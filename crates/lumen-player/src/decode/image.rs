use std::fs::File;
use std::path::Path;
use std::time::Duration;

use super::source::{FrameSource, SourceError, SourceInfo};
use crate::media::{Frame, PixelFormat};

/// Frame rate reported for a single still image. Each loop republishes it
/// one interval later, so a still costs one upload per second.
const STILL_FPS: f64 = 1.0;

/// Minimum GIF frame delay. Browsers clamp zero delays the same way.
const MIN_GIF_DELAY_MS: u32 = 20;

/// Pre-decoded still image or animated GIF.
pub struct ImageSource {
    info: SourceInfo,
    frames: Vec<Frame>,
    cursor: usize,
}

impl ImageSource {
    /// Load an image or animated GIF from a file path.
    pub fn open(path: &Path) -> Result<Self, SourceError> {
        let ext = path
            .extension()
            .and_then(|e| e.to_str())
            .unwrap_or("")
            .to_lowercase();

        let name = path
            .file_name()
            .and_then(|n| n.to_str())
            .unwrap_or("image")
            .to_string();

        if ext == "gif" {
            let (frames, delays_ms) = load_gif(path)?;
            Self::animated(name, frames, &delays_ms)
        } else {
            let frame = load_still(path)?;
            Ok(Self::still(name, frame))
        }
    }

    pub fn still(name: String, frame: Frame) -> Self {
        let info = SourceInfo {
            name,
            width: frame.width,
            height: frame.height,
            fps: STILL_FPS,
            format: frame.format,
            duration_secs: None,
            live: false,
        };
        Self {
            info,
            frames: vec![frame.with_pts(Duration::ZERO)],
            cursor: 0,
        }
    }

    /// Frames carry cumulative delays as their timestamps.
    pub fn animated(
        name: String,
        frames: Vec<Frame>,
        delays_ms: &[u32],
    ) -> Result<Self, SourceError> {
        let Some(first) = frames.first() else {
            return Err(SourceError::fatal("open", "GIF has no frames"));
        };
        let (width, height, format) = (first.width, first.height, first.format);

        let mut elapsed_ms = 0u64;
        let frames: Vec<Frame> = frames
            .into_iter()
            .zip(delays_ms.iter().chain(std::iter::repeat(&MIN_GIF_DELAY_MS)))
            .map(|(frame, &delay)| {
                let pts = Duration::from_millis(elapsed_ms);
                elapsed_ms += u64::from(delay.max(MIN_GIF_DELAY_MS));
                frame.with_pts(pts)
            })
            .collect();

        let total_secs = elapsed_ms as f64 / 1000.0;
        let fps = frames.len() as f64 / total_secs;

        let info = SourceInfo {
            name,
            width,
            height,
            fps,
            format,
            duration_secs: Some(total_secs),
            live: false,
        };
        Ok(Self {
            info,
            frames,
            cursor: 0,
        })
    }
}

impl FrameSource for ImageSource {
    fn info(&self) -> &SourceInfo {
        &self.info
    }

    fn next_frame(&mut self) -> Result<Frame, SourceError> {
        let frame = self
            .frames
            .get(self.cursor)
            .cloned()
            .ok_or(SourceError::EndOfStream)?;
        self.cursor += 1;
        Ok(frame)
    }

    fn rewind(&mut self) -> Result<(), SourceError> {
        self.cursor = 0;
        Ok(())
    }
}

/// Static image (PNG, JPEG, etc.) via the `image` crate.
fn load_still(path: &Path) -> Result<Frame, SourceError> {
    let img = image::open(path)
        .map_err(|e| SourceError::fatal("open", format!("{}: {e}", path.display())))?;
    let rgba = img.to_rgba8();
    let (w, h) = rgba.dimensions();
    Frame::new(rgba.into_raw(), w, h, PixelFormat::Rgba8).map_err(|e| SourceError::fatal("open", e))
}

/// Decode every GIF frame onto a running canvas. Returns frames and delays in ms.
fn load_gif(path: &Path) -> Result<(Vec<Frame>, Vec<u32>), SourceError> {
    let file = File::open(path)
        .map_err(|e| SourceError::fatal("open", format!("{}: {e}", path.display())))?;
    let mut options = gif::DecodeOptions::new();
    options.set_color_output(gif::ColorOutput::RGBA);
    let mut reader = options
        .read_info(file)
        .map_err(|e| SourceError::fatal("open", format!("GIF header: {e}")))?;

    let width = u32::from(reader.width());
    let height = u32::from(reader.height());
    let mut canvas = vec![0u8; (width * height * 4) as usize];

    let mut frames = Vec::new();
    let mut delays_ms = Vec::new();

    while let Some(frame) = reader
        .read_next_frame()
        .map_err(|e| SourceError::fatal("read_frame", format!("GIF frame: {e}")))?
    {
        // Centiseconds
        delays_ms.push(u32::from(frame.delay) * 10);

        composite(
            &mut canvas,
            width,
            height,
            &frame.buffer,
            (u32::from(frame.left), u32::from(frame.top)),
            (u32::from(frame.width), u32::from(frame.height)),
        );

        let decoded = Frame::new(canvas.clone(), width, height, PixelFormat::Rgba8)
            .map_err(|e| SourceError::fatal("read_frame", e))?;
        frames.push(decoded);
    }

    log::info!(
        "Loaded GIF {}: {}x{}, {} frames",
        path.display(),
        width,
        height,
        frames.len()
    );

    Ok((frames, delays_ms))
}

/// Copy a partial RGBA patch onto the canvas, skipping transparent pixels.
fn composite(
    canvas: &mut [u8],
    width: u32,
    height: u32,
    patch: &[u8],
    (left, top): (u32, u32),
    (pw, ph): (u32, u32),
) {
    for y in 0..ph {
        let dst_y = top + y;
        if dst_y >= height {
            break;
        }
        for x in 0..pw {
            let dst_x = left + x;
            if dst_x >= width {
                break;
            }
            let src_idx = ((y * pw + x) * 4) as usize;
            let Some(src) = patch.get(src_idx..src_idx + 4) else {
                return;
            };
            if src[3] > 0 {
                let dst_idx = ((dst_y * width + dst_x) * 4) as usize;
                canvas[dst_idx..dst_idx + 4].copy_from_slice(src);
            }
        }
    }
}

#[cfg(test)]
mod tests {
    use super::*;

    fn solid(w: u32, h: u32, rgba: [u8; 4]) -> Frame {
        let data = rgba.repeat((w * h) as usize);
        Frame::new(data, w, h, PixelFormat::Rgba8).unwrap()
    }

    #[test]
    fn still_yields_one_frame_then_end_of_stream() {
        let mut src = ImageSource::still("x.png".into(), solid(2, 2, [1, 2, 3, 255]));
        assert_eq!(src.info().fps, STILL_FPS);
        assert!(src.next_frame().is_ok());
        assert_eq!(src.next_frame(), Err(SourceError::EndOfStream));
        src.rewind().unwrap();
        assert!(src.next_frame().is_ok());
    }

    #[test]
    fn gif_delays_become_timestamps() {
        let frames = vec![solid(1, 1, [0; 4]), solid(1, 1, [1; 4]), solid(1, 1, [2; 4])];
        let mut src = ImageSource::animated("a.gif".into(), frames, &[100, 0, 50]).unwrap();

        let pts: Vec<_> = (0..3).map(|_| src.next_frame().unwrap().pts.unwrap()).collect();
        assert_eq!(
            pts,
            vec![
                Duration::ZERO,
                Duration::from_millis(100),
                Duration::from_millis(120)
            ]
        );
        // 100 + 20 (clamped) + 50
        assert_eq!(src.info().duration_secs, Some(0.17));
        assert!((src.info().fps - 3.0 / 0.17).abs() < 1e-6);
    }

    #[test]
    fn empty_gif_is_fatal() {
        assert!(matches!(
            ImageSource::animated("e.gif".into(), Vec::new(), &[]),
            Err(SourceError::Fatal { .. })
        ));
    }

    #[test]
    fn composite_respects_offset_and_alpha() {
        let mut canvas = vec![0u8; 3 * 3 * 4];
        // 2x1 patch: opaque red, transparent
        let patch = [255, 0, 0, 255, 9, 9, 9, 0];
        composite(&mut canvas, 3, 3, &patch, (1, 1), (2, 1));

        let px = |x: usize, y: usize| &canvas[(y * 3 + x) * 4..(y * 3 + x) * 4 + 4];
        assert_eq!(px(1, 1), [255, 0, 0, 255]);
        assert_eq!(px(2, 1), [0, 0, 0, 0]);
        assert_eq!(px(0, 0), [0, 0, 0, 0]);
    }

    #[test]
    fn composite_clips_at_canvas_edge() {
        let mut canvas = vec![0u8; 2 * 2 * 4];
        let patch = [7u8; 3 * 3 * 4];
        composite(&mut canvas, 2, 2, &patch, (1, 1), (3, 3));
        assert_eq!(&canvas[12..16], &[7, 7, 7, 7]);
        assert_eq!(&canvas[0..4], &[0, 0, 0, 0]);
    }

    #[test]
    fn loads_png_from_disk() {
        let dir = tempfile::tempdir().unwrap();
        let path = dir.path().join("tiny.png");
        image::RgbaImage::from_pixel(4, 3, image::Rgba([10, 20, 30, 255]))
            .save(&path)
            .unwrap();

        let mut src = ImageSource::open(&path).unwrap();
        assert_eq!((src.info().width, src.info().height), (4, 3));
        assert_eq!(src.info().name, "tiny.png");
        let frame = src.next_frame().unwrap();
        assert_eq!(&frame.data[0..4], &[10, 20, 30, 255]);
    }

    #[test]
    fn missing_file_is_fatal() {
        assert!(ImageSource::open(Path::new("/nonexistent/none.png")).is_err());
    }
}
┄┄┄┄┄┄
### ASSIGNMENT
For the material above, the answer must be only the number of lines holding the word "height".

### COMPLETED EXERCISE
12